I forgot about the higher clocks. >_<

Disregard what I said. I suck.
 
1. They optimized the hell out of the drivers, and there's not much performance left in the chip.
Optimizations will apply to both Barts and Cypress, so at a generical level both benefit equally, other than tessellation differences.

Agreed...you are comparing a 725mhz to 900mhz...and even that beats it out by less than 8fps on average (with lowered AF defaults!)....the disappointing thing ....the tessellation improvements...seem more like very small hardware tweaks...very small...in the grand scheme...the move to HD6870 now all seemed smaller than moving to HD4890..at least that one AMD moved up the clock without removing sp...even added some more trannies to help overclocking!

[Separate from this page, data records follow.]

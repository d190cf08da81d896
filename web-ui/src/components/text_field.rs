// Labelled input with inline error

use yew::prelude::*;

#[derive(Properties, PartialEq)]
pub struct TextFieldProps {
    pub label: AttrValue,
    pub value: AttrValue,
    pub on_change: Callback<String>,
    #[prop_or_default]
    pub required: bool,
    #[prop_or_default]
    pub error: Option<AttrValue>,
    /// Unit shown after the input, e.g. "%"
    #[prop_or_default]
    pub suffix: Option<AttrValue>,
    #[prop_or(AttrValue::Static("text"))]
    pub input_type: AttrValue,
}

#[function_component(TextField)]
pub fn text_field(props: &TextFieldProps) -> Html {
    let on_input = {
        let on_change = props.on_change.clone();
        Callback::from(move |e: InputEvent| {
            let input: web_sys::HtmlInputElement = e.target_unchecked_into();
            on_change.emit(input.value());
        })
    };

    html! {
        <div class={classes!("form-field", props.error.is_some().then_some("has-error"))}>
            <label class="form-label">
                { props.label.clone() }
                if props.required {
                    <span class="required-mark">{ " *" }</span>
                }
            </label>
            <div class="input-wrapper">
                <input
                    class="form-input"
                    type={props.input_type.clone()}
                    value={props.value.clone()}
                    oninput={on_input}
                    autocomplete="off"
                />
                if let Some(suffix) = &props.suffix {
                    <span class="input-suffix">{ suffix.clone() }</span>
                }
            </div>
            if let Some(error) = &props.error {
                <div class="field-error">{ error.clone() }</div>
            }
        </div>
    }
}
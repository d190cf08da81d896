// Page shell shared by every screen

use yew::prelude::*;

#[derive(Properties, PartialEq)]
pub struct AppLayoutProps {
    #[prop_or_default]
    pub children: Html,
}

#[function_component(AppLayout)]
pub fn app_layout(props: &AppLayoutProps) -> Html {
    html! {
        <div class="app-container" lang="en">
            { props.children.clone() }
        </div>
    }
}
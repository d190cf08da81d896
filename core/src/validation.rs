// Validation logic for campaign drafts

use serde::ser::{Serialize, SerializeMap, Serializer};
use std::fmt;

use crate::models::{CampaignDraft, DiscountTier, ResultCode, StatusLevel};

pub const CAMPAIGN_NAME_REQUIRED: &str = "Campaign Name is required";
pub const TITLE_REQUIRED: &str = "Title is required";
pub const RULE_REQUIRED: &str = "At least one rule is required";
pub const QUANTITY_NOT_NUMBER: &str = "Quantity must be a number";
pub const AMOUNT_NOT_NUMBER: &str = "Amount must be a number";

/// Form field an error is attached to
#[derive(Debug, Clone, Copy, PartialEq, Eq, Hash)]
pub enum FieldKey {
    CampaignName,
    Title,
    /// The tier list as a whole
    Options,
    TierTitle(usize),
    TierQuantity(usize),
    TierAmount(usize),
}

impl fmt::Display for FieldKey {
    fn fmt(&self, f: &mut fmt::Formatter<'_>) -> fmt::Result {
        match self {
            FieldKey::CampaignName => f.write_str("campaignName"),
            FieldKey::Title => f.write_str("title"),
            FieldKey::Options => f.write_str("options"),
            FieldKey::TierTitle(index) => write!(f, "title_{}", index),
            FieldKey::TierQuantity(index) => write!(f, "quantity_{}", index),
            FieldKey::TierAmount(index) => write!(f, "amount_{}", index),
        }
    }
}

/// Field errors collected in one validation pass
///
/// Entries keep the order they were found in: general fields first, then
/// tiers by index. Serializes as a `{ "key": "message" }` object.
#[derive(Debug, Clone, Default, PartialEq, Eq)]
pub struct ValidationErrors {
    entries: Vec<(FieldKey, String)>,
}

impl ValidationErrors {
    pub fn new() -> Self {
        Self::default()
    }

    /// Record an error, replacing any earlier message for the same field
    pub fn insert(&mut self, key: FieldKey, message: impl Into<String>) {
        let message = message.into();
        match self.entries.iter_mut().find(|(existing, _)| *existing == key) {
            Some(entry) => entry.1 = message,
            None => self.entries.push((key, message)),
        }
    }

    pub fn get(&self, key: FieldKey) -> Option<&str> {
        self.entries
            .iter()
            .find(|(existing, _)| *existing == key)
            .map(|(_, message)| message.as_str())
    }

    pub fn contains(&self, key: FieldKey) -> bool {
        self.get(key).is_some()
    }

    pub fn keys(&self) -> impl Iterator<Item = FieldKey> + '_ {
        self.entries.iter().map(|(key, _)| *key)
    }

    pub fn iter(&self) -> impl Iterator<Item = (FieldKey, &str)> + '_ {
        self.entries
            .iter()
            .map(|(key, message)| (*key, message.as_str()))
    }

    pub fn len(&self) -> usize {
        self.entries.len()
    }

    pub fn is_empty(&self) -> bool {
        self.entries.is_empty()
    }

    /// Convert to a result code for the message area
    pub fn to_result_code(&self) -> ResultCode {
        ResultCode::ValidationFailed {
            error_count: self.len(),
        }
    }

    /// Validation failures are always recoverable by the user
    pub fn status_level(&self) -> StatusLevel {
        StatusLevel::Warning
    }
}

impl fmt::Display for ValidationErrors {
    fn fmt(&self, f: &mut fmt::Formatter<'_>) -> fmt::Result {
        write!(f, "{} field(s) failed validation", self.len())
    }
}

impl Serialize for ValidationErrors {
    fn serialize<S: Serializer>(&self, serializer: S) -> Result<S::Ok, S::Error> {
        let mut map = serializer.serialize_map(Some(self.entries.len()))?;
        for (key, message) in &self.entries {
            map.serialize_entry(&key.to_string(), message)?;
        }
        map.end()
    }
}

/// Validate a draft for saving
///
/// # Rules
/// - Campaign name and title must not be blank
/// - At least one tier must exist
/// - Each tier needs a non-blank title and a quantity (zero counts as missing)
/// - Typed tiers (not `None`) need a numeric amount
///
/// Every rule is checked; nothing short-circuits.
pub fn validate_draft(draft: &CampaignDraft) -> ValidationErrors {
    let mut errors = ValidationErrors::new();

    if draft.campaign_name.trim().is_empty() {
        errors.insert(FieldKey::CampaignName, CAMPAIGN_NAME_REQUIRED);
    }
    if draft.title.trim().is_empty() {
        errors.insert(FieldKey::Title, TITLE_REQUIRED);
    }
    if draft.tiers.is_empty() {
        errors.insert(FieldKey::Options, RULE_REQUIRED);
    }

    for (index, tier) in draft.tiers.iter().enumerate() {
        validate_tier(index, tier, &mut errors);
    }

    errors
}

fn validate_tier(index: usize, tier: &DiscountTier, errors: &mut ValidationErrors) {
    if tier.title.trim().is_empty() {
        errors.insert(FieldKey::TierTitle(index), TITLE_REQUIRED);
    }
    if tier.quantity == 0 {
        errors.insert(FieldKey::TierQuantity(index), QUANTITY_NOT_NUMBER);
    }
    if tier.discount_type.requires_amount() && parse_amount(&tier.amount).is_none() {
        errors.insert(FieldKey::TierAmount(index), AMOUNT_NOT_NUMBER);
    }
}

/// Parse a raw amount; blank or non-finite input is `None`
pub fn parse_amount(input: &str) -> Option<f64> {
    let trimmed = input.trim();
    if trimmed.is_empty() {
        return None;
    }
    trimmed.parse::<f64>().ok().filter(|value| value.is_finite())
}
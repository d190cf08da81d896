// Preview card: derived title, description and tier table

use volume_discount_core::{PreviewModel, PREVIEW_HEADINGS};
use yew::prelude::*;

#[derive(Properties, PartialEq)]
pub struct PreviewProps {
    pub preview: PreviewModel,
}

#[function_component(Preview)]
pub fn preview(props: &PreviewProps) -> Html {
    let preview = &props.preview;

    html! {
        <div class="card preview-card">
            <h2 class="card-heading">{ "Preview" }</h2>
            <h3 class="preview-title">{ preview.title.clone() }</h3>
            <p class="preview-description">{ preview.description.clone() }</p>
            <table class="preview-table">
                <thead>
                    <tr>
                        { for PREVIEW_HEADINGS.iter().map(|heading| html! { <th>{ *heading }</th> }) }
                    </tr>
                </thead>
                <tbody>
                    { for preview.rows.iter().map(|row| html! {
                        <tr key={row.key.to_string()}>
                            <td>{ row.title.clone() }</td>
                            <td>{ row.discount_type.clone() }</td>
                            <td class="numeric">{ row.quantity }</td>
                            <td>{ row.amount.clone() }</td>
                        </tr>
                    }) }
                </tbody>
            </table>
        </div>
    }
}
// Unit tests for the editor reducer

use volume_discount_core::*;

fn draft_with_quantities(quantities: &[u32]) -> CampaignDraft {
    let config = EditorConfig {
        seed_quantities: quantities.to_vec(),
        ..EditorConfig::default()
    };
    CampaignDraft::seeded(&config)
}

fn update(index: usize, field: TierField) -> EditorAction {
    EditorAction::UpdateTier { index, field }
}

// ==================== Seeding Tests ====================

#[test]
fn test_new_draft_is_seeded_with_two_tiers() {
    let draft = CampaignDraft::new();

    assert!(draft.campaign_name.is_empty());
    assert!(draft.title.is_empty());
    assert!(draft.description.is_empty());
    assert_eq!(draft.tiers.len(), 2);
    assert_eq!(draft.tiers[0].quantity, 1);
    assert_eq!(draft.tiers[1].quantity, 2);
    for tier in &draft.tiers {
        assert_eq!(tier.discount_type, DiscountType::None);
        assert!(tier.title.is_empty());
        assert!(tier.amount.is_empty());
    }
}

#[test]
fn test_seeded_tiers_have_distinct_ids() {
    let draft = CampaignDraft::new();
    assert_ne!(draft.tiers[0].id, draft.tiers[1].id);
}

// ==================== Scalar Field Tests ====================

#[test]
fn test_set_scalar_fields() {
    let draft = CampaignDraft::new();
    let draft = apply(draft, EditorAction::SetCampaignName("Spring sale".into()));
    let draft = apply(draft, EditorAction::SetTitle("Buy more".into()));
    let draft = apply(draft, EditorAction::SetDescription("All shoes".into()));

    assert_eq!(draft.campaign_name, "Spring sale");
    assert_eq!(draft.title, "Buy more");
    assert_eq!(draft.description, "All shoes");
    assert_eq!(draft.tiers.len(), 2);
}

// ==================== AddTier Tests ====================

#[test]
fn test_add_tier_increments_last_quantity() {
    let draft = apply(CampaignDraft::new(), EditorAction::AddTier);

    assert_eq!(draft.tiers.len(), 3);
    assert_eq!(draft.tiers[2].quantity, 3);
    assert_eq!(draft.tiers[2].discount_type, DiscountType::None);
}

#[test]
fn test_add_tier_on_empty_list_starts_at_one() {
    let draft = apply(draft_with_quantities(&[]), EditorAction::AddTier);

    assert_eq!(draft.tiers.len(), 1);
    assert_eq!(draft.tiers[0].quantity, 1);
}

#[test]
fn test_add_tier_follows_edited_quantity() {
    let draft = apply(CampaignDraft::new(), update(1, TierField::Quantity("10".into())));
    let draft = apply(draft, EditorAction::AddTier);

    assert_eq!(draft.tiers[2].quantity, 11);
}

#[test]
fn test_add_tier_leaves_existing_tiers_unchanged() {
    let before = apply(CampaignDraft::new(), update(0, TierField::Title("First".into())));
    let after = apply(before.clone(), EditorAction::AddTier);

    assert_eq!(&after.tiers[..2], &before.tiers[..]);
}

// ==================== RemoveTier Tests ====================

#[test]
fn test_remove_middle_tier_shifts_later_tiers() {
    let mut draft = draft_with_quantities(&[1, 2, 3]);
    draft.apply(update(0, TierField::Title("a".into())));
    draft.apply(update(2, TierField::Title("c".into())));
    draft.apply(update(2, TierField::DiscountType(DiscountType::PercentOff)));
    draft.apply(update(2, TierField::Amount("15".into())));
    let first = draft.tiers[0].clone();
    let third = draft.tiers[2].clone();

    draft.apply(EditorAction::RemoveTier(1));

    assert_eq!(draft.tiers, vec![first, third]);
}

#[test]
fn test_remove_last_remaining_tier_leaves_empty_list() {
    let mut draft = draft_with_quantities(&[1]);
    draft.apply(EditorAction::RemoveTier(0));

    assert!(draft.tiers.is_empty());
}

#[test]
fn test_remove_out_of_range_is_noop() {
    let before = CampaignDraft::new();
    let after = apply(before.clone(), EditorAction::RemoveTier(2));

    assert_eq!(after, before);
}

#[test]
fn test_length_tracks_adds_and_removes() {
    let mut draft = CampaignDraft::new();
    let script = [
        EditorAction::AddTier,
        EditorAction::AddTier,
        EditorAction::RemoveTier(0),
        EditorAction::RemoveTier(3),
        EditorAction::AddTier,
        EditorAction::RemoveTier(1),
        EditorAction::RemoveTier(0),
        EditorAction::RemoveTier(0),
        EditorAction::RemoveTier(0),
    ];

    let mut expected = draft.tiers.len();
    for action in script {
        match action {
            EditorAction::AddTier => expected += 1,
            EditorAction::RemoveTier(index) if index < expected => expected -= 1,
            _ => {}
        }
        draft.apply(action);
        assert_eq!(draft.tiers.len(), expected);
    }
    assert_eq!(expected, 0);
}

// ==================== UpdateTier Tests ====================

#[test]
fn test_update_quantity_non_numeric_becomes_one() {
    let draft = apply(CampaignDraft::new(), update(1, TierField::Quantity("abc".into())));
    assert_eq!(draft.tiers[1].quantity, 1);
}

#[test]
fn test_update_quantity_parses_integer() {
    let draft = apply(CampaignDraft::new(), update(0, TierField::Quantity("25".into())));
    assert_eq!(draft.tiers[0].quantity, 25);
}

#[test]
fn test_update_amount_keeps_raw_string() {
    let draft = apply(CampaignDraft::new(), update(0, TierField::Amount("abc".into())));
    assert_eq!(draft.tiers[0].amount, "abc");
}

#[test]
fn test_update_touches_only_one_field_of_one_tier() {
    let before = CampaignDraft::new();
    let after = apply(before.clone(), update(1, TierField::Subtitle("Most popular".into())));

    assert_eq!(after.tiers[0], before.tiers[0]);
    assert_eq!(after.tiers[1].subtitle, "Most popular");
    assert_eq!(after.tiers[1].title, before.tiers[1].title);
    assert_eq!(after.tiers[1].label, before.tiers[1].label);
    assert_eq!(after.tiers[1].quantity, before.tiers[1].quantity);
    assert_eq!(after.tiers[1].id, before.tiers[1].id);
}

#[test]
fn test_update_every_field() {
    let mut draft = CampaignDraft::new();
    draft.apply(update(0, TierField::Title("Duo".into())));
    draft.apply(update(0, TierField::Subtitle("Pair up".into())));
    draft.apply(update(0, TierField::Label("Save 5$".into())));
    draft.apply(update(0, TierField::DiscountType(DiscountType::AmountOffEach)));
    draft.apply(update(0, TierField::Amount("5".into())));

    let tier = &draft.tiers[0];
    assert_eq!(tier.title, "Duo");
    assert_eq!(tier.subtitle, "Pair up");
    assert_eq!(tier.label, "Save 5$");
    assert_eq!(tier.discount_type, DiscountType::AmountOffEach);
    assert_eq!(tier.amount, "5");
}

#[test]
fn test_update_out_of_range_is_noop() {
    let before = CampaignDraft::new();
    let after = apply(before.clone(), update(5, TierField::Title("ghost".into())));

    assert_eq!(after, before);
}

// ==================== DiscountType Tests ====================

#[test]
fn test_discount_type_labels_round_trip() {
    for kind in DiscountType::ALL {
        assert_eq!(kind.label().parse::<DiscountType>(), Ok(kind));
    }
    assert!("Buy one get one".parse::<DiscountType>().is_err());
}

#[test]
fn test_discount_type_serializes_as_label() {
    let json = serde_json::to_value(DiscountType::PercentOff).unwrap();
    assert_eq!(json, serde_json::json!("% discount"));
}
// Save button component

use yew::prelude::*;

#[derive(Properties, PartialEq)]
pub struct SaveButtonProps {
    pub on_save: Callback<()>,
}

/// Validation and the store hand-off happen in the parent; this only
/// reports the click.
#[function_component(SaveButton)]
pub fn save_button(props: &SaveButtonProps) -> Html {
    let on_click = props.on_save.reform(|_: MouseEvent| ());

    html! {
        <button
            class="save-btn"
            type="button"
            onclick={on_click}
        >
            { "Save" }
        </button>
    }
}
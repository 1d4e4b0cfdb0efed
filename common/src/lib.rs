pub mod clock;
pub mod kv;
pub mod util;

pub use clock::Clock;
pub use kv::{
    BatchOp, FamilyHandle, Kv, KvError, KvIterator, KvProperty, KvResult, KvSnapshot,
    KvWriteOptions, L0FileInfo, WriteBatch,
};
pub use util::BytesRange;
//! In-memory KV substrate.
//!
//! Models the full substrate surface, including the parts persistent
//! backends keep internal: each family has an explicit memtable and an
//! ordered list of immutable level-0 files, so flush scheduling and
//! compaction policies can be exercised deterministically in tests.

use std::collections::{BTreeMap, HashMap};
use std::sync::atomic::{AtomicU64, Ordering};
use std::sync::Arc;

use async_trait::async_trait;
use bytes::Bytes;
use parking_lot::Mutex;

use super::{
    BatchOp, FamilyHandle, Kv, KvError, KvIterator, KvProperty, KvResult, KvSnapshot,
    KvWriteOptions, L0FileInfo, WriteBatch,
};
use crate::util::BytesRange;

/// `None` marks a tombstone.
type Slot = Option<Bytes>;

struct L0File {
    id: u64,
    size_bytes: u64,
    data: Arc<BTreeMap<Bytes, Slot>>,
}

#[derive(Default)]
struct FamilyState {
    memtable: BTreeMap<Bytes, Slot>,
    memtable_bytes: u64,
    /// Oldest first.
    files: Vec<L0File>,
}

impl FamilyState {
    fn get(&self, key: &Bytes) -> Option<Bytes> {
        if let Some(slot) = self.memtable.get(key) {
            return slot.clone();
        }
        for file in self.files.iter().rev() {
            if let Some(slot) = file.data.get(key) {
                return slot.clone();
            }
        }
        None
    }

    /// Merged view with tombstones resolved, oldest data overwritten by newest.
    fn merged(&self) -> BTreeMap<Bytes, Bytes> {
        let mut merged = BTreeMap::new();
        for file in &self.files {
            Self::apply(&mut merged, &file.data);
        }
        Self::apply(&mut merged, &self.memtable);
        merged
    }

    fn apply(target: &mut BTreeMap<Bytes, Bytes>, layer: &BTreeMap<Bytes, Slot>) {
        for (key, slot) in layer {
            match slot {
                Some(value) => {
                    target.insert(key.clone(), value.clone());
                }
                None => {
                    target.remove(key);
                }
            }
        }
    }

    fn data_bytes(data: &BTreeMap<Bytes, Slot>) -> u64 {
        data.iter()
            .map(|(k, v)| k.len() as u64 + v.as_ref().map(|v| v.len() as u64).unwrap_or(0))
            .sum()
    }
}

/// In-memory implementation of [`Kv`].
pub struct MemoryKv {
    families: Mutex<HashMap<String, FamilyState>>,
    next_file_id: AtomicU64,
    wal_syncs: AtomicU64,
}

impl MemoryKv {
    pub fn new() -> Self {
        Self {
            families: Mutex::new(HashMap::new()),
            next_file_id: AtomicU64::new(1),
            wal_syncs: AtomicU64::new(0),
        }
    }

    /// Number of WAL syncs performed, for durability-policy tests.
    pub fn wal_sync_count(&self) -> u64 {
        self.wal_syncs.load(Ordering::Relaxed)
    }

    fn fresh_file_id(&self) -> u64 {
        self.next_file_id.fetch_add(1, Ordering::Relaxed)
    }
}

impl Default for MemoryKv {
    fn default() -> Self {
        Self::new()
    }
}

struct MemorySnapshot {
    data: Arc<BTreeMap<Bytes, Bytes>>,
}

#[async_trait]
impl KvSnapshot for MemorySnapshot {
    async fn get(&self, key: Bytes) -> KvResult<Option<Bytes>> {
        Ok(self.data.get(&key).cloned())
    }

    async fn scan(&self, range: BytesRange) -> KvResult<Box<dyn KvIterator + Send>> {
        let items: Vec<(Bytes, Bytes)> = self
            .data
            .range(range)
            .map(|(k, v)| (k.clone(), v.clone()))
            .collect();
        Ok(Box::new(MemoryIterator {
            items: items.into_iter(),
        }))
    }
}

struct MemoryIterator {
    items: std::vec::IntoIter<(Bytes, Bytes)>,
}

#[async_trait]
impl KvIterator for MemoryIterator {
    async fn next(&mut self) -> KvResult<Option<(Bytes, Bytes)>> {
        Ok(self.items.next())
    }
}

#[async_trait]
impl Kv for MemoryKv {
    async fn create_family(&self, name: &str) -> KvResult<FamilyHandle> {
        let mut families = self.families.lock();
        families.entry(name.to_string()).or_default();
        Ok(FamilyHandle::new(name))
    }

    async fn drop_family(&self, family: &FamilyHandle) -> KvResult<()> {
        let mut families = self.families.lock();
        families
            .remove(family.name())
            .map(|_| ())
            .ok_or_else(|| KvError::NotFound(family.name().to_string()))
    }

    async fn list_families(&self) -> KvResult<Vec<String>> {
        Ok(self.families.lock().keys().cloned().collect())
    }

    async fn write(&self, batch: WriteBatch, options: KvWriteOptions) -> KvResult<()> {
        let mut families = self.families.lock();

        // Validate up front so a failed batch leaves no partial state.
        for op in batch.ops() {
            let family = match op {
                BatchOp::Put { family, .. } | BatchOp::Delete { family, .. } => family,
            };
            if !families.contains_key(family.name()) {
                return Err(KvError::NotFound(family.name().to_string()));
            }
        }

        for op in batch.into_ops() {
            match op {
                BatchOp::Put { family, key, value } => {
                    let state = families.get_mut(family.name()).unwrap();
                    state.memtable_bytes += key.len() as u64 + value.len() as u64;
                    state.memtable.insert(key, Some(value));
                }
                BatchOp::Delete { family, key } => {
                    let state = families.get_mut(family.name()).unwrap();
                    state.memtable_bytes += key.len() as u64;
                    state.memtable.insert(key, None);
                }
            }
        }

        if options.sync_wal {
            self.wal_syncs.fetch_add(1, Ordering::Relaxed);
        }
        Ok(())
    }

    async fn get(&self, family: &FamilyHandle, key: Bytes) -> KvResult<Option<Bytes>> {
        let families = self.families.lock();
        let state = families
            .get(family.name())
            .ok_or_else(|| KvError::NotFound(family.name().to_string()))?;
        Ok(state.get(&key))
    }

    async fn snapshot(&self, family: &FamilyHandle) -> KvResult<Arc<dyn KvSnapshot>> {
        let families = self.families.lock();
        let state = families
            .get(family.name())
            .ok_or_else(|| KvError::NotFound(family.name().to_string()))?;
        Ok(Arc::new(MemorySnapshot {
            data: Arc::new(state.merged()),
        }))
    }

    async fn flush(&self, family: &FamilyHandle) -> KvResult<()> {
        let id = self.fresh_file_id();
        let mut families = self.families.lock();
        let state = families
            .get_mut(family.name())
            .ok_or_else(|| KvError::NotFound(family.name().to_string()))?;
        if state.memtable.is_empty() {
            return Ok(());
        }
        let data = std::mem::take(&mut state.memtable);
        let size_bytes = state.memtable_bytes;
        state.memtable_bytes = 0;
        state.files.push(L0File {
            id,
            size_bytes,
            data: Arc::new(data),
        });
        Ok(())
    }

    async fn compact_range(&self, family: &FamilyHandle, range: BytesRange) -> KvResult<()> {
        let id = self.fresh_file_id();
        let mut families = self.families.lock();
        let state = families
            .get_mut(family.name())
            .ok_or_else(|| KvError::NotFound(family.name().to_string()))?;
        if state.files.len() < 2 && !state.files.iter().any(|f| f.data.values().any(|s| s.is_none()))
        {
            return Ok(());
        }

        // Merge every file touching the range. All files participate, so
        // tombstones can be discarded.
        let files = std::mem::take(&mut state.files);
        let mut merged: BTreeMap<Bytes, Slot> = BTreeMap::new();
        for file in files {
            for (key, slot) in file.data.iter() {
                merged.insert(key.clone(), slot.clone());
            }
        }
        merged.retain(|key, slot| !(range.contains(key) && slot.is_none()));

        if !merged.is_empty() {
            let size_bytes = FamilyState::data_bytes(&merged);
            state.files.push(L0File {
                id,
                size_bytes,
                data: Arc::new(merged),
            });
        }
        Ok(())
    }

    async fn compact_files(&self, family: &FamilyHandle, files: &[u64]) -> KvResult<()> {
        if files.is_empty() {
            return Ok(());
        }
        let id = self.fresh_file_id();
        let mut families = self.families.lock();
        let state = families
            .get_mut(family.name())
            .ok_or_else(|| KvError::NotFound(family.name().to_string()))?;

        let mut merged: BTreeMap<Bytes, Slot> = BTreeMap::new();
        let mut insert_at = None;
        let mut kept = Vec::with_capacity(state.files.len());
        for (idx, file) in std::mem::take(&mut state.files).into_iter().enumerate() {
            if files.contains(&file.id) {
                insert_at.get_or_insert(idx);
                for (key, slot) in file.data.iter() {
                    merged.insert(key.clone(), slot.clone());
                }
            } else {
                kept.push(file);
            }
        }
        state.files = kept;

        let Some(mut insert_at) = insert_at else {
            return Err(KvError::NotFound(format!(
                "l0 files {:?} in family {}",
                files,
                family.name()
            )));
        };
        // Tombstones must survive: older files outside the merge may still
        // hold the deleted keys.
        insert_at = insert_at.min(state.files.len());
        let size_bytes = FamilyState::data_bytes(&merged);
        state.files.insert(
            insert_at,
            L0File {
                id,
                size_bytes,
                data: Arc::new(merged),
            },
        );
        Ok(())
    }

    async fn l0_files(&self, family: &FamilyHandle) -> KvResult<Vec<L0FileInfo>> {
        let families = self.families.lock();
        let state = families
            .get(family.name())
            .ok_or_else(|| KvError::NotFound(family.name().to_string()))?;
        Ok(state
            .files
            .iter()
            .map(|f| L0FileInfo {
                id: f.id,
                size_bytes: f.size_bytes,
            })
            .collect())
    }

    async fn property(&self, family: &FamilyHandle, property: KvProperty) -> KvResult<u64> {
        let families = self.families.lock();
        let state = families
            .get(family.name())
            .ok_or_else(|| KvError::NotFound(family.name().to_string()))?;
        Ok(match property {
            KvProperty::NumL0Files => state.files.len() as u64,
            KvProperty::MemtableBytes => state.memtable_bytes,
            KvProperty::TotalDataBytes => {
                state.memtable_bytes + state.files.iter().map(|f| f.size_bytes).sum::<u64>()
            }
        })
    }

    async fn persist_wal(&self) -> KvResult<()> {
        self.wal_syncs.fetch_add(1, Ordering::Relaxed);
        Ok(())
    }

    async fn close(&self) -> KvResult<()> {
        Ok(())
    }
}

Why are you even comparing RV790 here? That was designed as a performance improve to sit at a higher position in the stack as the rest of the products. Design goals for Barts are completely different (i.e. to sit at a very different position in the product stack to Cypress).
 
It doesn't distinguish between any type of edge (geometry, texture, alpha or not), specifically. It it is a post process routine that looks for high contrast edge patterns and samples from surrounding pixels. I think that high frequency noise that differs from pixel to pixel the algorithm may not be able to pick up that that is an edge and may not filter it.
 
So will it be possible for devs to exclude certain parts of the image in the future? The funky looking health squares in SC2 and other UI elements come to mind.